Instructions to follow: Can you reproduce the data beneath, keeping every line exact?

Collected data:
☆ ☆ ☆

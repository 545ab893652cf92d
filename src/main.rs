use std::sync::Arc;

use anyhow::Result;
use benchreport::*;
use bytes::Bytes;
use tracing_subscriber::EnvFilter;
use tracing_subscriber::fmt::time::FormatTime;

struct LocalTimer;

impl FormatTime for LocalTimer {
    fn format_time(&self, w: &mut tracing_subscriber::fmt::format::Writer<'_>) -> std::fmt::Result {
        write!(
            w,
            "{}",
            chrono::Local::now().format("%Y-%m-%dT%H:%M:%S%.3f%:z")
        )
    }
}

#[tokio::main]
async fn main() -> Result<()> {
    let filter = EnvFilter::try_from_default_env().unwrap_or_else(|_| EnvFilter::new("info"));
    tracing_subscriber::fmt()
        .with_timer(LocalTimer)
        .with_env_filter(filter)
        .init();

    let app_config = config::AppConfig::load()?;
    tracing::info!(version = env!("CARGO_PKG_VERSION"), "benchreport starting");

    let paths: Vec<String> = std::env::args().skip(1).collect();
    anyhow::ensure!(
        !paths.is_empty(),
        "usage: benchreport <benchmark-file> [more files...]"
    );

    let pipeline = Arc::new(pipeline::Pipeline::new());
    let (flush_tx, mut flush_rx) =
        tokio::sync::mpsc::channel(app_config.limits.flush_channel_capacity);
    let coalescer = session::SessionCoalescer::new(
        pipeline.clone(),
        session::CoalescerConfig {
            quiet_window_secs: app_config.session.quiet_window_secs,
        },
        flush_tx,
    );
    let ingest = ingest::Ingest::new(
        pipeline,
        coalescer,
        ingest::IngestConfig {
            max_file_bytes: app_config.limits.max_file_bytes,
        },
    );

    let mut accepted = 0usize;
    for path in &paths {
        let payload = Bytes::from(std::fs::read(path)?);
        match ingest.submit("cli", path, payload).await {
            ingest::SubmitOutcome::Completed(result) => write_result(&result)?,
            ingest::SubmitOutcome::Accepted { format } => {
                tracing::info!(file = %path, format = %format, "accepted into session");
                accepted += 1;
            }
        }
    }

    // All coalesced files share the one CLI source id, so at most one flush
    // is pending; wait it out.
    if accepted > 0
        && let Some(flush) = flush_rx.recv().await
    {
        write_result(&flush.result)?;
    }

    Ok(())
}

fn write_result(result: &models::ProcessResult) -> Result<()> {
    if !result.success {
        anyhow::bail!(
            "processing failed ({}): {}",
            result.format,
            result.error.as_deref().unwrap_or("unknown error")
        );
    }
    std::fs::write(&result.filenames.workbook, &result.artifacts.workbook)?;
    std::fs::write(&result.filenames.flat, &result.artifacts.flat)?;
    tracing::info!(
        format = %result.format,
        raw = result.raw_count,
        processed = result.processed_count,
        avg_framerate = result.stats.avg_framerate,
        workbook = %result.filenames.workbook,
        flat = %result.filenames.flat,
        "reports written"
    );
    Ok(())
}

☆ ☆ ☆

Solution:
repository 545ab893652cf92d
filename src/main.rs
use std::sync::Arc;

use anyhow::Result;
use benchreport::*;
use bytes::Bytes;
use tracing_subscriber::EnvFilter;
use tracing_subscriber::fmt::time::FormatTime;

struct LocalTimer;

impl FormatTime for LocalTimer {
    fn format_time(&self, w: &mut tracing_subscriber::fmt::format::Writer<'_>) -> std::fmt::Result {
        write!(
            w,
            "{}",
            chrono::Local::now().format("%Y-%m-%dT%H:%M:%S%.3f%:z")
        )
    }
}

#[tokio::main]
async fn main() -> Result<()> {
    let filter = EnvFilter::try_from_default_env().unwrap_or_else(|_| EnvFilter::new("info"));
    tracing_subscriber::fmt()
        .with_timer(LocalTimer)
        .with_env_filter(filter)
        .init();

    let app_config = config::AppConfig::load()?;
    tracing::info!(version = env!("CARGO_PKG_VERSION"), "benchreport starting");

    let paths: Vec<String> = std::env::args().skip(1).collect();
    anyhow::ensure!(
        !paths.is_empty(),
        "usage: benchreport <benchmark-file> [more files...]"
    );

    let pipeline = Arc::new(pipeline::Pipeline::new());
    let (flush_tx, mut flush_rx) =
        tokio::sync::mpsc::channel(app_config.limits.flush_channel_capacity);
    let coalescer = session::SessionCoalescer::new(
        pipeline.clone(),
        session::CoalescerConfig {
            quiet_window_secs: app_config.session.quiet_window_secs,
        },
        flush_tx,
    );
    let ingest = ingest::Ingest::new(
        pipeline,
        coalescer,
        ingest::IngestConfig {
            max_file_bytes: app_config.limits.max_file_bytes,
        },
    );

    let mut accepted = 0usize;
    for path in &paths {
        let payload = Bytes::from(std::fs::read(path)?);
        match ingest.submit("cli", path, payload).await {
            ingest::SubmitOutcome::Completed(result) => write_result(&result)?,
            ingest::SubmitOutcome::Accepted { format } => {
                tracing::info!(file = %path, format = %format, "accepted into session");
                accepted += 1;
            }
        }
    }

    // All coalesced files share the one CLI source id, so at most one flush
    // is pending; wait it out.
    if accepted > 0
        && let Some(flush) = flush_rx.recv().await
    {
        write_result(&flush.result)?;
    }

    Ok(())
}

fn write_result(result: &models::ProcessResult) -> Result<()> {
    if !result.success {
        anyhow::bail!(
            "processing failed ({}): {}",
            result.format,
            result.error.as_deref().unwrap_or("unknown error")
        );
    }
    std::fs::write(&result.filenames.workbook, &result.artifacts.workbook)?;
    std::fs::write(&result.filenames.flat, &result.artifacts.flat)?;
    tracing::info!(
        format = %result.format,
        raw = result.raw_count,
        processed = result.processed_count,
        avg_framerate = result.stats.avg_framerate,
        workbook = %result.filenames.workbook,
        flat = %result.filenames.flat,
        "reports written"
    );
    Ok(())
}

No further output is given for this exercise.